The joint venture company, called Savage Riverport LLC, was previously owned and operated by Ceres subsidiary Riverland Ag, Ceres said in a 1 May statement.
Through the Savage terminal, Ceres and CGB said they would buy, store and ship oilseeds and grains arriving through railroad and truck connections, including soyabeans, corn, wheat, oats and rye.
According to Ceres, the facility – located in Savage, Minnesota, on the Minnesota River – had a storage capacity of 9.3M bushels with high speed truck and rail receiving capacity, alongside rail and barge shipping capabilities.
“Partnering with CGB at the Savage location is a strategic move for Ceres. By maximising total volume from all the products each of our companies provide our customers with, we will significantly lower cost per unit handled,” said Ceres president and CEO Robert Day.

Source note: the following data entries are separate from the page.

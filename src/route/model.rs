use serde::Serialize;

/// Splits an ordered collection into fixed-size pages.
///
/// Bad page input never fails: anything that is not an integer, or is
/// below 1, resolves to the first page, and anything past the end resolves
/// to the last page. An empty collection has a single empty page.
#[derive(Debug, Clone, Copy)]
pub struct Paginator {
	per_page: i64,
}

impl Paginator {
	pub const fn new(per_page: i64) -> Self {
		Self { per_page }
	}

	pub fn num_pages(&self, count: i64) -> i64 {
		if count <= 0 {
			1
		} else {
			(count + self.per_page - 1) / self.per_page
		}
	}

	/// Resolves the raw `page` parameter against a collection of `count` items.
	pub fn resolve(&self, count: i64, page: Option<&str>) -> PageRequest {
		let num_pages = self.num_pages(count);
		let page = page.map(str::trim);
		let number = match page.map(str::parse::<i64>) {
			Some(Ok(number)) if number > num_pages => num_pages,
			Some(Ok(number)) if number >= 1 => number,
			// Too many digits for an `i64`, so it is past the end
			Some(Err(..)) if page.is_some_and(is_digits) => num_pages,
			_ => 1,
		};

		PageRequest {
			number,
			num_pages,
			count,
			per_page: self.per_page,
		}
	}
}

fn is_digits(page: &str) -> bool {
	!page.is_empty() && page.bytes().all(|b| b.is_ascii_digit())
}

/// A resolved, always valid, page of a collection.
#[derive(Debug, Clone, Copy, PartialEq, Eq)]
pub struct PageRequest {
	pub number: i64,
	pub num_pages: i64,
	pub count: i64,
	pub per_page: i64,
}

impl PageRequest {
	pub fn offset(&self) -> i64 {
		(self.number - 1) * self.per_page
	}

	pub fn limit(&self) -> i64 {
		self.per_page
	}

	/// Wraps the items fetched with [`Self::offset`] and [`Self::limit`].
	pub fn page<T>(self, items: Vec<T>) -> Page<T> {
		Page {
			items,
			number: self.number,
			num_pages: self.num_pages,
			count: self.count,
			previous_page_number: (self.number > 1).then(|| self.number - 1),
			next_page_number: (self.number < self.num_pages).then(|| self.number + 1),
		}
	}
}

#[derive(Debug, Serialize)]
pub struct Page<T> {
	pub items: Vec<T>,
	pub number: i64,
	pub num_pages: i64,
	pub count: i64,
	pub previous_page_number: Option<i64>,
	pub next_page_number: Option<i64>,
}
use serde::{Deserialize, Serialize};
use uuid::Uuid;
use validator::{Validate, ValidationError};

fn validate_username(username: &str) -> Result<(), ValidationError> {
	if username.chars().any(|c| !c.is_alphanumeric()) {
		return Err(ValidationError::new("alphanumeric")
			.with_message("kan bare inneholde bokstaver og tall".into()));
	}

	Ok(())
}

/// A single user.
#[derive(Debug, Serialize, sqlx::FromRow)]
pub struct User {
	/// The unique identifier of the user, also used to salt the password.
	pub id: Uuid,
	/// The user's email address.
	#[serde(skip_serializing)]
	#[allow(dead_code)]
	pub email: String,
	/// The hashed password.
	#[serde(skip)]
	pub password: Vec<u8>,
	/// The username that is displayed to the public.
	pub username: String,
	/// The creation time of the user.
	#[allow(dead_code)]
	pub created_at: chrono::DateTime<chrono::Utc>,
}

#[derive(Deserialize, Validate)]
pub struct LoginQuery {
	pub next: Option<String>,
}

#[derive(Deserialize, Validate)]
pub struct LoginInput {
	#[serde(default)]
	#[validate(length(min = 1, message = "må fylles ut"))]
	pub username: String,
	#[serde(default)]
	#[validate(length(min = 1, message = "må fylles ut"))]
	pub password: String,
	pub next: Option<String>,
}

#[derive(Deserialize, Validate)]
pub struct RegisterInput {
	#[serde(default)]
	#[validate(email(message = "må være en gyldig e-postadresse"))]
	pub email: String,
	#[serde(default)]
	#[validate(length(min = 8, max = 128, message = "må være mellom 8 og 128 tegn"))]
	pub password: String,
	/// The username that is displayed to the public.
	#[serde(default)]
	#[validate(
		length(min = 3, max = 16, message = "må være mellom 3 og 16 tegn"),
		custom(function = "validate_username")
	)]
	pub username: String,
}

Ceres, headquartered in Minneapolis, Minnesota, procures and provides North American agri commodities and value added products, industrial products, fertilisers, energy products and supply chain logistics services.
Mandeville, Louisiana-based CGB operates 97 grain facilities and has dedicated operations in logistics and transportation, fertilisers, crop insurance, agri finance, soyabean processing and producer risk management.